Mixed-cation perovskite solar cells have attracted tremendous attention in space applications due to their excellent power conversion efficiency (PCE) and stability to light and heat. Although the evolution of photovoltaic performance in different space environments has been investigated, the role of inorganic cesium ions (Cs⁺) in the enhancement of irradiation resistance needs to be further clarified. Herein, the structure and performance evolution of Cs-doped CH₃NH₃PbI₃ (MAPbI₃) films and planar heterojunction devices under proton irradiation up to 1 × 10¹⁶ p cm⁻² were studied. 5% of Cs⁺ doping can increase the cohesive energy of MAPbI₃ and effectively alleviate the lattice strain induced by proton irradiation, thereby enhancing the crystallinity and stability of films. The bandgap changes of irradiated Cs_0.05MA_0.95PbI₃ films under the identical fluence were only one third of that of MAPbI₃ films. Upon irradiation under the fluence of 1 × 10¹⁴ p cm⁻², the density of trap states in the undoped and 5%Cs-doped films increased by 71% and 9%, respectively, and the average PCE of 20 corresponding devices decreased only by 12% and 9%, respectively. This proves that the replacement of organic methylamine ion with inorganic cesium ion contributes to the improvement of MAPbI₃ resistance to proton irradiation, thus confirming the application prospects of mixed-cation or all-inorganic perovskite solar cells in spacecraft.

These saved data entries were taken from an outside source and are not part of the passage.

//! Route-planning and dynamic traffic simulation core
//!
//! Everything here is synchronous and single-threaded. A caller that shares
//! a `SimWorld` between threads must serialize ticks and route queries.

mod error;
mod min_heap;
mod priority_queue;
mod report;
mod road_network;
mod route_planner;
pub mod scenario;
mod traffic_signal;
mod types;
mod vehicle;
mod world;

pub use error::{IdKind, SimError, SimResult};
pub use priority_queue::PriorityQueue;
pub use report::{
    CongestedRoad, SimulationReport, SimulationStatus, VehicleSnapshot, STATUS_VEHICLE_SAMPLE,
};
pub use road_network::{RoadEdge, SimJunction, SimRoadNetwork};
pub use route_planner::{
    find_fastest_path, find_least_congested_path, find_optimal_path, find_path,
    find_shortest_path, CostModel, Route, RouteComparison, RouteDescription,
};
pub use traffic_signal::{
    Direction, LightState, SignalPhase, SignalSystem, TrafficSignal, BASE_PHASE_SECONDS,
    DEFAULT_PHASE_SECONDS, MAX_EXTRA_PHASE_SECONDS,
};
pub use types::{
    JunctionId, RouteWeights, SimRoad, VehicleId, CONGESTION_SPEED_PENALTY,
    CONGESTION_TIME_FACTOR, SECONDS_PER_TICK, VEHICLE_ROUTE_WEIGHTS,
};
pub use vehicle::{SimVehicle, VehicleUpdateResult};
pub use world::SimWorld;
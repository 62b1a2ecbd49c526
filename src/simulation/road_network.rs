//! Road network graph with congestion-sensitive travel times
//!
//! Junctions are the nodes of a petgraph `DiGraph` and each directed edge
//! owns the `SimRoad` for that direction. Node indices equal junction ids
//! because every junction is created up front, in order.

use std::fmt;

use petgraph::graph::{DiGraph, EdgeIndex, NodeIndex};
use petgraph::visit::EdgeRef;

use super::error::{SimError, SimResult};
use super::types::{JunctionId, SimRoad};

/// A road intersection
#[derive(Debug, Clone, PartialEq)]
pub struct SimJunction {
    pub id: JunctionId,
    pub name: Option<String>,
    pub has_signal: bool,
}

impl SimJunction {
    fn new(id: JunctionId) -> Self {
        Self {
            id,
            name: None,
            has_signal: false,
        }
    }
}

/// Edge data for the road network graph
#[derive(Debug, Clone, PartialEq)]
pub struct RoadEdge {
    pub road: SimRoad,
    /// Travel time in hours, derived from `road`
    pub weight: f32,
}

impl RoadEdge {
    pub fn from_road(road: SimRoad) -> Self {
        let weight = road.travel_time();
        Self { road, weight }
    }

    /// Re-derive the weight from the road's current load
    pub fn recompute_weight(&mut self) {
        self.weight = self.road.travel_time();
    }
}

/// Fixed-size road network.
///
/// Outgoing edges of a junction iterate most-recently-added first, which is
/// petgraph's adjacency order for `DiGraph`.
#[derive(Debug, Clone)]
pub struct SimRoadNetwork {
    graph: DiGraph<SimJunction, RoadEdge>,
}

impl SimRoadNetwork {
    /// Creates `junction_count` unnamed, unsignalized junctions with no roads
    pub fn new(junction_count: usize) -> Self {
        let mut graph = DiGraph::with_capacity(junction_count, 0);
        for id in 0..junction_count {
            graph.add_node(SimJunction::new(JunctionId(id)));
        }
        Self { graph }
    }

    pub fn junction_count(&self) -> usize {
        self.graph.node_count()
    }

    pub fn road_count(&self) -> usize {
        self.graph.edge_count()
    }

    pub fn contains(&self, id: JunctionId) -> bool {
        id.index() < self.junction_count()
    }

    fn node(&self, id: JunctionId) -> SimResult<NodeIndex> {
        if self.contains(id) {
            Ok(NodeIndex::new(id.index()))
        } else {
            Err(SimError::junction(id.index()))
        }
    }

    pub fn set_junction(
        &mut self,
        id: JunctionId,
        name: Option<&str>,
        has_signal: bool,
    ) -> SimResult<()> {
        let node = self.node(id)?;
        let junction = &mut self.graph[node];
        junction.name = name.map(str::to_owned);
        junction.has_signal = has_signal;
        Ok(())
    }

    pub fn junction(&self, id: JunctionId) -> Option<&SimJunction> {
        self.node(id).ok().map(|node| &self.graph[node])
    }

    /// All junctions in id order
    pub fn junctions(&self) -> impl Iterator<Item = &SimJunction> {
        self.graph.node_weights()
    }

    /// Adds a one-way road, placing it at the front of `src`'s edge list
    pub fn add_directed_edge(
        &mut self,
        src: JunctionId,
        dest: JunctionId,
        road: SimRoad,
    ) -> SimResult<()> {
        let src_node = self.node(src)?;
        let dest_node = self.node(dest)?;
        self.graph
            .add_edge(src_node, dest_node, RoadEdge::from_road(road));
        Ok(())
    }

    /// Adds one independent road in each direction
    pub fn add_two_way_road(
        &mut self,
        a: JunctionId,
        b: JunctionId,
        road: SimRoad,
    ) -> SimResult<()> {
        self.node(a)?;
        self.node(b)?;
        self.add_directed_edge(a, b, road.clone())?;
        self.add_directed_edge(b, a, road)
    }

    /// Outgoing roads of `id` as `(destination, edge)` in adjacency order
    pub fn outgoing(
        &self,
        id: JunctionId,
    ) -> SimResult<impl Iterator<Item = (JunctionId, &RoadEdge)> + '_> {
        let node = self.node(id)?;
        Ok(self
            .graph
            .edges(node)
            .map(|edge| (JunctionId(edge.target().index()), edge.weight())))
    }

    /// First outgoing edge from `src` to `dest`
    pub fn find_edge(&self, src: JunctionId, dest: JunctionId) -> Option<EdgeIndex> {
        let src_node = self.node(src).ok()?;
        let dest_node = self.node(dest).ok()?;
        self.graph
            .edges(src_node)
            .find(|edge| edge.target() == dest_node)
            .map(|edge| edge.id())
    }

    pub fn edge(&self, src: JunctionId, dest: JunctionId) -> Option<&RoadEdge> {
        self.find_edge(src, dest)
            .and_then(|edge| self.graph.edge_weight(edge))
    }

    pub fn edge_mut(&mut self, src: JunctionId, dest: JunctionId) -> Option<&mut RoadEdge> {
        self.find_edge(src, dest)
            .and_then(|edge| self.graph.edge_weight_mut(edge))
    }

    pub(crate) fn require_edge_mut(
        &mut self,
        src: JunctionId,
        dest: JunctionId,
    ) -> SimResult<&mut RoadEdge> {
        self.node(src)?;
        self.node(dest)?;
        self.edge_mut(src, dest)
            .ok_or(SimError::NoRoad { from: src, to: dest })
    }

    /// Adjusts a road's load by `delta`, clamping at zero.
    ///
    /// The edge weight is left stale until the next recompute.
    pub fn add_load(&mut self, src: JunctionId, dest: JunctionId, delta: i64) -> SimResult<()> {
        let edge = self.require_edge_mut(src, dest)?;
        let load = (i64::from(edge.road.current_load) + delta).clamp(0, i64::from(u32::MAX));
        edge.road.current_load = load as u32;
        Ok(())
    }

    /// Re-derives every edge weight from its road's current load
    pub fn recompute_all_weights(&mut self) {
        for edge in self.graph.edge_weights_mut() {
            edge.recompute_weight();
        }
    }

    /// Sum of loads over sum of capacities of the junction's outgoing roads,
    /// clamped to [0, 1]. Zero for a junction with no outgoing roads.
    pub fn junction_congestion(&self, id: JunctionId) -> SimResult<f32> {
        let (load, capacity) = self
            .outgoing(id)?
            .fold((0u64, 0u64), |(load, capacity), (_, edge)| {
                (
                    load + u64::from(edge.road.current_load),
                    capacity + u64::from(edge.road.capacity),
                )
            });

        if capacity == 0 {
            return Ok(0.0);
        }
        Ok((load as f32 / capacity as f32).clamp(0.0, 1.0))
    }

    /// Every road as `(source, destination, edge)`, junction by junction
    pub fn roads(&self) -> impl Iterator<Item = (JunctionId, JunctionId, &RoadEdge)> + '_ {
        self.graph.node_indices().flat_map(move |node| {
            self.graph.edges(node).map(move |edge| {
                (
                    JunctionId(node.index()),
                    JunctionId(edge.target().index()),
                    edge.weight(),
                )
            })
        })
    }

    pub fn junction_label(&self, id: JunctionId) -> String {
        match self.junction(id).and_then(|junction| junction.name.as_deref()) {
            Some(name) => format!("{id} ({name})"),
            None => id.to_string(),
        }
    }
}

impl fmt::Display for SimRoadNetwork {
    fn fmt(&self, f: &mut fmt::Formatter<'_>) -> fmt::Result {
        writeln!(f, "Road Network: {} junctions", self.junction_count())?;
        for junction in self.junctions() {
            writeln!(f)?;
            writeln!(f, "Junction {}", self.junction_label(junction.id))?;
            writeln!(
                f,
                "  Traffic signal: {}",
                if junction.has_signal { "yes" } else { "no" }
            )?;
            for (dest, edge) in self.outgoing(junction.id).map_err(|_| fmt::Error)? {
                let road = &edge.road;
                writeln!(f, "  -> {}", self.junction_label(dest))?;
                writeln!(
                    f,
                    "     lanes={}, length={:.2} km, limit={:.2} km/h, capacity={}, load={}",
                    road.lanes, road.length, road.speed_limit, road.capacity, road.current_load
                )?;
                writeln!(f, "     travel time: {:.2} h", edge.weight)?;
            }
        }
        Ok(())
    }
}
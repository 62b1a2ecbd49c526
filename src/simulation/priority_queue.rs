//! Congestion priority queue for signalized junctions

use std::fmt;

use ordered_float::OrderedFloat;

use super::error::{SimError, SimResult};
use super::types::JunctionId;

#[derive(Debug, Clone, Copy, PartialEq)]
struct QueueEntry {
    junction: JunctionId,
    priority: OrderedFloat<f32>,
}

/// Junctions ordered by descending priority.
///
/// An entry at or above the current maximum is served ahead of everything
/// already queued, so ties at the top go to the most recent insert. Ties
/// further down keep their arrival order. Entries are kept in ascending order so the highest sits at the tail and
/// `remove_highest` is a plain `pop`.
#[derive(Debug, Clone, Default)]
pub struct PriorityQueue {
    entries: Vec<QueueEntry>,
}

impl PriorityQueue {
    pub fn new() -> Self {
        Self::default()
    }

    pub fn is_empty(&self) -> bool {
        self.entries.is_empty()
    }

    pub fn len(&self) -> usize {
        self.entries.len()
    }

    pub fn insert(&mut self, junction: JunctionId, priority: f32) {
        let priority = OrderedFloat(priority);
        let entry = QueueEntry { junction, priority };

        // A new maximum (or a tie with it) goes straight to the service front
        let at_front = self
            .entries
            .last()
            .map_or(true, |highest| priority >= highest.priority);
        if at_front {
            self.entries.push(entry);
            return;
        }

        // Below the maximum, equal priorities are served first in, first out
        let position = self.entries.partition_point(|entry| entry.priority < priority);
        self.entries.insert(position, entry);
    }

    pub fn remove_highest(&mut self) -> SimResult<JunctionId> {
        self.entries
            .pop()
            .map(|entry| entry.junction)
            .ok_or(SimError::EmptyQueue)
    }

    /// Upsert: drops the front-most entry for `junction` if there is one,
    /// then inserts it again with `new_priority`.
    pub fn reprioritize(&mut self, junction: JunctionId, new_priority: f32) {
        if let Some(position) = self
            .entries
            .iter()
            .rposition(|entry| entry.junction == junction)
        {
            self.entries.remove(position);
        }
        self.insert(junction, new_priority);
    }

    pub fn priority_of(&self, junction: JunctionId) -> Option<f32> {
        self.entries
            .iter()
            .rev()
            .find(|entry| entry.junction == junction)
            .map(|entry| entry.priority.into_inner())
    }

    /// Entries in service order, highest priority first
    pub fn iter(&self) -> impl Iterator<Item = (JunctionId, f32)> + '_ {
        self.entries
            .iter()
            .rev()
            .map(|entry| (entry.junction, entry.priority.into_inner()))
    }
}

impl fmt::Display for PriorityQueue {
    fn fmt(&self, f: &mut fmt::Formatter<'_>) -> fmt::Result {
        if self.is_empty() {
            return writeln!(f, "Queue is empty");
        }
        writeln!(f, "Priority Queue ({} entries):", self.len())?;
        for (position, (junction, priority)) in self.iter().enumerate() {
            writeln!(
                f,
                "  {}. Junction {}: priority {:.2}",
                position + 1,
                junction,
                priority
            )?;
        }
        Ok(())
    }
}
//! Main simulation world that ties everything together
//!
//! `SimWorld` owns the road network, the signal system and every vehicle.
//! It is driven one tick at a time by a single caller.

use log::{debug, info, warn};
use rand::rngs::StdRng;
use rand::Rng;
use rand::SeedableRng;

use super::error::{IdKind, SimError, SimResult};
use super::road_network::SimRoadNetwork;
use super::route_planner::find_optimal_path;
use super::traffic_signal::SignalSystem;
use super::types::{JunctionId, VehicleId, VEHICLE_ROUTE_WEIGHTS};
use super::vehicle::{SimVehicle, VehicleUpdateResult};

/// The main simulation world
pub struct SimWorld {
    /// Road network shared by the planner, the signals and the vehicles
    pub road_network: SimRoadNetwork,

    /// Signals of every signalized junction
    pub signal_system: SignalSystem,

    /// Vehicles in id order
    vehicles: Vec<SimVehicle>,

    max_vehicles: usize,

    /// Ticks processed while running
    time_step: u64,

    is_running: bool,

    /// Optional seeded RNG for reproducible simulations
    rng: Option<StdRng>,
}

impl SimWorld {
    fn new_internal(
        road_network: SimRoadNetwork,
        signal_system: SignalSystem,
        max_vehicles: usize,
        rng: Option<StdRng>,
    ) -> Self {
        Self {
            road_network,
            signal_system,
            vehicles: Vec::new(),
            max_vehicles,
            time_step: 0,
            is_running: false,
            rng,
        }
    }

    /// Create a stopped simulation with signals built from the network
    pub fn new(road_network: SimRoadNetwork, max_vehicles: usize) -> SimResult<Self> {
        let signal_system = SignalSystem::new(&road_network)?;
        Ok(Self::new_internal(
            road_network,
            signal_system,
            max_vehicles,
            None,
        ))
    }

    /// Create a SimWorld with a seeded RNG for reproducible simulations
    pub fn new_with_seed(
        road_network: SimRoadNetwork,
        max_vehicles: usize,
        seed: u64,
    ) -> SimResult<Self> {
        let signal_system = SignalSystem::new(&road_network)?;
        Ok(Self::new_internal(
            road_network,
            signal_system,
            max_vehicles,
            Some(StdRng::seed_from_u64(seed)),
        ))
    }

    /// Create a simulation around an existing signal system
    pub fn with_signal_system(
        road_network: SimRoadNetwork,
        signal_system: SignalSystem,
        max_vehicles: usize,
    ) -> Self {
        Self::new_internal(road_network, signal_system, max_vehicles, None)
    }

    /// Get a random index below `bound`, using seeded RNG if available
    fn random_index(&mut self, bound: usize) -> usize {
        match &mut self.rng {
            Some(rng) => rng.random_range(0..bound),
            None => rand::rng().random_range(0..bound),
        }
    }

    pub fn start(&mut self) {
        self.is_running = true;
        info!("Starting traffic simulation");
    }

    pub fn stop(&mut self) {
        self.is_running = false;
        info!("Stopping traffic simulation");
    }

    pub fn is_running(&self) -> bool {
        self.is_running
    }

    pub fn time_step(&self) -> u64 {
        self.time_step
    }

    pub fn max_vehicles(&self) -> usize {
        self.max_vehicles
    }

    pub fn vehicles(&self) -> &[SimVehicle] {
        &self.vehicles
    }

    pub fn vehicle(&self, id: VehicleId) -> Option<&SimVehicle> {
        self.vehicles.get(id.0)
    }

    pub fn completed_count(&self) -> usize {
        self.vehicles.iter().filter(|vehicle| vehicle.completed).count()
    }

    /// Create a vehicle on its optimal route and put it on its first road.
    ///
    /// Nothing changes if the call fails.
    pub fn add_vehicle(&mut self, origin: JunctionId, destination: JunctionId) -> SimResult<VehicleId> {
        if self.vehicles.len() >= self.max_vehicles {
            return Err(SimError::CapacityExceeded {
                max: self.max_vehicles,
            });
        }

        let route = find_optimal_path(
            &self.road_network,
            origin,
            destination,
            VEHICLE_ROUTE_WEIGHTS,
        )?
        .ok_or(SimError::NoPath {
            from: origin,
            to: destination,
        })?;

        let id = VehicleId(self.vehicles.len());
        let vehicle = SimVehicle::depart(id, origin, destination, route, &mut self.road_network)?;
        debug!(
            "Vehicle {} added: {} -> {} via {:?}",
            id, origin, destination, vehicle.route.path
        );
        self.vehicles.push(vehicle);
        Ok(id)
    }

    /// Advance a single vehicle by one tick
    pub fn update_vehicle(&mut self, id: VehicleId) -> SimResult<VehicleUpdateResult> {
        let vehicle = self.vehicles.get_mut(id.0).ok_or(SimError::InvalidId {
            kind: IdKind::Vehicle,
            id: id.0,
        })?;
        vehicle.update(&mut self.road_network)
    }

    /// Main simulation tick. Does nothing while stopped.
    pub fn tick(&mut self) {
        if !self.is_running {
            return;
        }
        self.time_step += 1;

        if let Err(e) = self.signal_system.update(&self.road_network) {
            warn!("Signal update failed at step {}: {:#}", self.time_step, e);
        }

        for vehicle in &mut self.vehicles {
            if let Err(e) = vehicle.update(&mut self.road_network) {
                warn!(
                    "Vehicle {} could not advance at step {}: {:#}",
                    vehicle.id, self.time_step, e
                );
            }
        }

        self.road_network.recompute_all_weights();
    }

    /// Inject `count` vehicles between random distinct junctions.
    ///
    /// Pairs without a route are skipped. Returns the ids actually created.
    pub fn generate_random_traffic(&mut self, count: usize) -> SimResult<Vec<VehicleId>> {
        if count == 0 {
            return Err(SimError::InvalidTrafficVolume(count));
        }
        if self.vehicles.len() + count > self.max_vehicles {
            return Err(SimError::CapacityExceeded {
                max: self.max_vehicles,
            });
        }
        let junction_count = self.road_network.junction_count();
        if junction_count < 2 {
            return Err(SimError::NotEnoughJunctions);
        }

        let mut created = Vec::with_capacity(count);
        for _ in 0..count {
            let origin = self.random_index(junction_count);
            // Draw among the other junctions so the destination differs
            let mut destination = self.random_index(junction_count - 1);
            if destination >= origin {
                destination += 1;
            }

            match self.add_vehicle(JunctionId(origin), JunctionId(destination)) {
                Ok(id) => created.push(id),
                Err(SimError::NoPath { from, to }) => {
                    debug!("Skipping random trip {} -> {}: no route", from, to);
                }
                Err(e) => return Err(e),
            }
        }

        info!("Generated {} random vehicles", created.len());
        Ok(created)
    }

    /// Complete every vehicle at once, freeing the roads they occupy
    pub fn retire_all_vehicles(&mut self) {
        for vehicle in &mut self.vehicles {
            vehicle.retire(&mut self.road_network);
        }
        self.road_network.recompute_all_weights();
    }
}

混合阳离子钙钛矿太阳能电池由于其优异的功率转换效率（PCE）和对光和热的稳定性而在空间应用中引起了极大的关注。尽管已经研究了不同空间环境下光伏性能的演变，但无机铯离子（Cs ⁺）在增强抗辐照性中的作用需要进一步阐明。在此，研究了Cs掺杂的CH ₃ NH ₃ PbI ₃ (MAPbI ₃ )薄膜和平面异质结器件在高达1×10 ¹⁶ p cm ^-2的质子辐照下的结构和性能演变。5% Cs ⁺掺杂可以提高MAPbI ₃的内聚能，有效缓解质子辐照引起的晶格应变，从而提高薄膜的结晶度和稳定性。辐照后的Cs _0.05 MA _0.95 PbI _{3薄膜在相同能量密度下的带隙变化仅为MAPbI 3}薄膜的三分之一。在 1 × 10 ¹⁴ p cm ^{-2的通量下照射}，未掺杂和 5% Cs 掺杂薄膜中的陷阱态密度分别增加了 71% 和 9%，而 20 个相应器件的平均 PCE 分别仅下降了 12% 和 9%。这证明用无机铯离子替代有机甲胺离子有助于提高MAPbI ₃对质子辐照的耐受性，从而证实了混合阳离子或全无机钙钛矿太阳能电池在航天器中的应用前景。